The Charité Artificial Disc represents the specific technology discussed. It differs from other spinal implants by being the first US Food and Drug Administration-approved motion-preserving device for the lumbar region.
The L4 to S1 lumbar levels are necessary for this procedure. The researchers propose that targeting these specific segments allows for effective treatment of single-level degenerative disc disease.

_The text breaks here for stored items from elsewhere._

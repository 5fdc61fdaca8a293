pub mod artifact;
pub mod features;
pub mod forest;
pub mod predictor;
pub mod scaler;
pub mod trainer;
pub mod tree;

pub use artifact::{ArtifactStore, ModelArtifact};
pub use features::{build_training_set, FeatureSchema, FeatureVector, PredictionInput};
pub use predictor::{Prediction, TrendPredictor};
pub use trainer::{train, EvaluationReport};
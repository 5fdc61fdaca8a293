use serde::{Deserialize, Serialize};

/// One company-day observation from the historical dataset.
///
/// Records belonging to the same company form a chronological sequence;
/// the loader preserves file order, and ordering within a company is the
/// caller's responsibility. The trend label stays a string here and is
/// validated against [`crate::types::TrendClass`] during featurization.
#[derive(Debug, Clone, Serialize, Deserialize)]
pub struct MarketRecord {
    #[serde(rename = "Company")]
    pub company: String,
    #[serde(rename = "Sector")]
    pub sector: String,
    #[serde(rename = "Open")]
    pub open: f64,
    #[serde(rename = "High")]
    pub high: f64,
    #[serde(rename = "Low")]
    pub low: f64,
    #[serde(rename = "Close")]
    pub close: f64,
    #[serde(rename = "Volume")]
    pub volume: f64,
    #[serde(rename = "Market_Cap")]
    pub market_cap: f64,
    #[serde(rename = "PE_Ratio")]
    pub pe_ratio: f64,
    #[serde(rename = "Dividend_Yield")]
    pub dividend_yield: f64,
    #[serde(rename = "Volatility")]
    pub volatility: f64,
    #[serde(rename = "Sentiment_Score")]
    pub sentiment_score: f64,
    #[serde(rename = "Trend")]
    pub trend: String,
}

impl MarketRecord {
    pub fn price_range(&self) -> f64 {
        self.high - self.low
    }

    pub fn price_change(&self) -> f64 {
        self.close - self.open
    }
}
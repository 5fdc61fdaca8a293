use axum::{extract::State, http::StatusCode, response::IntoResponse, Json};
use serde_json::json;
use tracing::{debug, warn};

use super::AppState;
use crate::error::TrendError;
use crate::ml::{FeatureVector, PredictionInput};

pub async fn health_check(State(state): State<AppState>) -> impl IntoResponse {
    let metadata = state.metadata().await;
    Json(json!({
        "status": "ok",
        "trained_at": metadata.trained_at,
        "accuracy": metadata.accuracy,
    }))
}

/// Accepts the 12 externally supplied fields; Price_Range and
/// Price_Change are derived here, never taken from the request.
pub async fn post_predict(
    State(state): State<AppState>,
    Json(input): Json<PredictionInput>,
) -> impl IntoResponse {
    let vector = FeatureVector::from_external(&input);
    let predictor = state.predictor().await;

    match predictor.predict(&vector) {
        Ok(prediction) => {
            debug!(trend = %prediction.trend, "served prediction");
            (StatusCode::OK, Json(json!(prediction)))
        }
        Err(e) => {
            warn!("prediction rejected: {}", e);
            (error_status(&e), Json(json!({ "error": e.to_string() })))
        }
    }
}

pub async fn post_reload(State(state): State<AppState>) -> impl IntoResponse {
    match state.reload().await {
        Ok(metadata) => (
            StatusCode::OK,
            Json(json!({
                "status": "reloaded",
                "trained_at": metadata.trained_at,
                "accuracy": metadata.accuracy,
            })),
        ),
        Err(e) => {
            warn!("artifact reload failed: {}", e);
            (error_status(&e), Json(json!({ "error": e.to_string() })))
        }
    }
}

fn error_status(e: &TrendError) -> StatusCode {
    match e {
        TrendError::InputValidation(_) | TrendError::SchemaMismatch(_) => StatusCode::BAD_REQUEST,
        TrendError::ArtifactMissing { .. } => StatusCode::SERVICE_UNAVAILABLE,
        _ => StatusCode::INTERNAL_SERVER_ERROR,
    }
}
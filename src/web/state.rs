use std::sync::Arc;

use tokio::sync::RwLock;
use tracing::info;

use crate::error::Result;
use crate::ml::artifact::ArtifactMetadata;
use crate::ml::{ArtifactStore, ModelArtifact, TrendPredictor};

/// Shared server state: the current artifact behind an atomic slot.
///
/// Requests clone the inner `Arc` and predict against an immutable
/// snapshot, so a concurrent reload never tears an in-flight prediction —
/// it only swaps which artifact the next request sees.
#[derive(Clone)]
pub struct AppState {
    artifact: Arc<RwLock<Arc<ModelArtifact>>>,
    store: ArtifactStore,
}

impl AppState {
    pub fn new(artifact: ModelArtifact, store: ArtifactStore) -> Self {
        Self {
            artifact: Arc::new(RwLock::new(Arc::new(artifact))),
            store,
        }
    }

    /// Predictor over the artifact currently in the slot.
    pub async fn predictor(&self) -> TrendPredictor {
        let snapshot = self.artifact.read().await.clone();
        TrendPredictor::new(snapshot)
    }

    pub async fn metadata(&self) -> ArtifactMetadata {
        self.artifact.read().await.metadata.clone()
    }

    /// Re-load the persisted pair and swap it in. On failure the current
    /// artifact stays in place and the error is surfaced to the caller.
    pub async fn reload(&self) -> Result<ArtifactMetadata> {
        let fresh = self.store.load()?;
        let metadata = fresh.metadata.clone();
        *self.artifact.write().await = Arc::new(fresh);
        info!(trained_at = %metadata.trained_at, "swapped in reloaded artifact");
        Ok(metadata)
    }
}
use std::fmt;
use std::str::FromStr;

use serde::{Deserialize, Serialize};

use crate::error::TrendError;

/// Number of trend classes. Class indices are dense in `0..NUM_CLASSES`.
pub const NUM_CLASSES: usize = 3;

/// Three-way market trend label. The string and integer mappings live only
/// here; every component goes through this enum.
#[derive(Debug, Clone, Copy, PartialEq, Eq, Hash, Serialize, Deserialize)]
pub enum TrendClass {
    Bearish,
    Stable,
    Bullish,
}

impl TrendClass {
    pub const ALL: [TrendClass; NUM_CLASSES] =
        [TrendClass::Bearish, TrendClass::Stable, TrendClass::Bullish];

    pub fn as_str(&self) -> &'static str {
        match self {
            TrendClass::Bearish => "Bearish",
            TrendClass::Stable => "Stable",
            TrendClass::Bullish => "Bullish",
        }
    }

    pub fn index(&self) -> usize {
        match self {
            TrendClass::Bearish => 0,
            TrendClass::Stable => 1,
            TrendClass::Bullish => 2,
        }
    }

    pub fn from_index(idx: usize) -> Option<Self> {
        match idx {
            0 => Some(TrendClass::Bearish),
            1 => Some(TrendClass::Stable),
            2 => Some(TrendClass::Bullish),
            _ => None,
        }
    }
}

impl FromStr for TrendClass {
    type Err = TrendError;

    fn from_str(s: &str) -> Result<Self, Self::Err> {
        match s {
            "Bearish" => Ok(TrendClass::Bearish),
            "Stable" => Ok(TrendClass::Stable),
            "Bullish" => Ok(TrendClass::Bullish),
            other => Err(TrendError::InputValidation(format!(
                "unknown trend label '{}' (expected Bearish, Stable or Bullish)",
                other
            ))),
        }
    }
}

impl fmt::Display for TrendClass {
    fn fmt(&self, f: &mut fmt::Formatter<'_>) -> fmt::Result {
        f.write_str(self.as_str())
    }
}

#[cfg(test)]
mod tests {
    use super::*;

    #[test]
    fn test_label_round_trip() {
        for class in TrendClass::ALL {
            assert_eq!(class.as_str().parse::<TrendClass>().unwrap(), class);
            assert_eq!(TrendClass::from_index(class.index()), Some(class));
        }
    }

    #[test]
    fn test_index_mapping_is_fixed() {
        assert_eq!(TrendClass::Bearish.index(), 0);
        assert_eq!(TrendClass::Stable.index(), 1);
        assert_eq!(TrendClass::Bullish.index(), 2);
        assert_eq!(TrendClass::from_index(3), None);
    }

    #[test]
    fn test_unknown_label_rejected() {
        assert!("Sideways".parse::<TrendClass>().is_err());
        assert!("bullish".parse::<TrendClass>().is_err());
        assert!("".parse::<TrendClass>().is_err());
    }
}
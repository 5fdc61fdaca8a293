use std::path::PathBuf;
use thiserror::Error;

/// Errors surfaced by the training and prediction pipeline.
#[derive(Debug, Error)]
pub enum TrendError {
    /// A field failed validation: non-numeric, out of range, or an
    /// unrecognized trend label.
    #[error("invalid input: {0}")]
    InputValidation(String),

    /// No artifact persisted at the expected location.
    #[error("model artifact not found at {path}")]
    ArtifactMissing { path: PathBuf },

    /// An artifact half failed to deserialize, or the two halves do not
    /// belong to the same training run.
    #[error("model artifact corrupt: {reason}")]
    ArtifactCorrupt { reason: String },

    /// A feature vector's shape or declared schema disagrees with the
    /// schema the artifact was trained against.
    #[error("feature schema mismatch: {0}")]
    SchemaMismatch(String),

    /// The dataset cannot support training (empty after exclusions, or a
    /// class with no examples).
    #[error("training precondition failed: {0}")]
    TrainingPrecondition(String),

    #[error("csv error: {0}")]
    Csv(#[from] csv::Error),

    #[error("serialization error: {0}")]
    Serde(#[from] serde_json::Error),

    #[error("io error: {0}")]
    Io(#[from] std::io::Error),
}

pub type Result<T> = std::result::Result<T, TrendError>;
pub mod api;
pub mod server;
pub mod state;

pub use server::*;
pub use state::*;
impl FrameDecoder for FfmpegVideoDecoder {
    type Packet = DemuxedPacket;

    fn send_packet(&mut self, packet: &DemuxedPacket) -> Result<(), FramewalkError> {
        self.decoder.send_packet(packet.inner())?;
        self.pending_packets.push(packet.pts(), packet.size());
        Ok(())
    }

    fn send_eof(&mut self) -> Result<(), FramewalkError> {
        self.decoder.send_eof()?;
        Ok(())
    }

    fn receive_frame(&mut self) -> Result<DrainOutcome, FramewalkError> {
        match self.decoder.receive_frame(&mut self.frame) {
            Ok(()) => {
                let (picture_type, pts, is_key_frame, carried_size) = {
                    let lease = FrameLease {
                        frame: &mut self.frame,
                    };
                    let opaque = unsafe { (*lease.frame.as_ptr()).opaque };
                    (
                        PictureType::from(lease.frame.kind()),
                        lease.frame.pts(),
                        lease.frame.is_key(),
                        decode_size_tag(opaque),
                    )
                };
                let packet_size = self.pending_packets.resolve(carried_size, pts);

                Ok(DrainOutcome::Frame(DecodedFrame {
                    picture_type,
                    packet_size,
                    pts,
                    is_key_frame,
                }))
            }
            Err(FfmpegError::Other { errno }) if errno == ffmpeg_next::util::error::EAGAIN => {
                Ok(DrainOutcome::NoFrameReady)
            }
            Err(FfmpegError::Eof) => {
                self.pending_packets.clear();
                Ok(DrainOutcome::Drained)
            }
            Err(error) => Err(FramewalkError::from(error)),
        }
    }
}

Clinical history data serves as the primary evidence type. The authors use these records to validate the device's long-term safety profile compared to newer, less-tested implants.
Main Methods:
Review Approach involves a systematic analysis of historical clinical data and preclinical documentation. The authors evaluate the device's performance based on global implantation records starting from 1987. This methodology focuses on synthesizing evidence regarding the implant's regulatory approval status. Researchers examine the specific indications for single-level degenerative disc disease treatment. The study design utilizes a retrospective look at the evolution of motion-preserving spinal technologies. Investigators compare the Charité device against other available artificial discs to establish its unique standing. The team assesses the validity of the implant through its extensive longitudinal history. This approach ensures a thorough understanding of the device's role in modern orthopedic practice.
Main Results:
Key Findings From the Literature indicate that the Charité Artificial Disc is the first motion-preserving technology for the lumbar spine. The device holds the distinction of being the first US Food and Drug Administration-approved implant for single-level lumbar degenerative disc disease. Clinical application spans the L4 to S1 vertebral segments. Global usage includes thousands of successful implantations since the year 1987. The literature confirms this device possesses the longest clinical experience of any artificial disc currently available. No other similar technology provides the same depth of preclinical and clinical validation. These results highlight the device's established position within the field of spinal surgery. The data confirms that its historical record remains unmatched by competing artificial disc systems.
Conclusions:
Synthesis and Implications suggest the Charité Artificial Disc provides a unique, motion-preserving option for lumbar spine treatment. The authors emphasize its role as the inaugural FDA-approved device for single-level degenerative disc disease. Clinical evidence supports its use across the L4 to S1 lumbar segments. Long-term data from global implantations since 1987 validate the device's historical significance. No other artificial disc currently possesses a comparable depth of preclinical and clinical documentation. These findings imply that the device serves as a benchmark for evaluating newer spinal technologies. The authors conclude that its extensive track record remains a defining feature of its clinical profile. Future assessments should continue to weigh this historical validation against modern surgical advancements.
The measurement of success involves tracking patient outcomes across thousands of global implantations. This phenomenon demonstrates the device's longevity compared to other artificial discs lacking such extensive history.
The authors imply that the extensive clinical history of the Charité Artificial Disc sets a standard for validation. They suggest this history distinguishes it from other artificial discs currently available.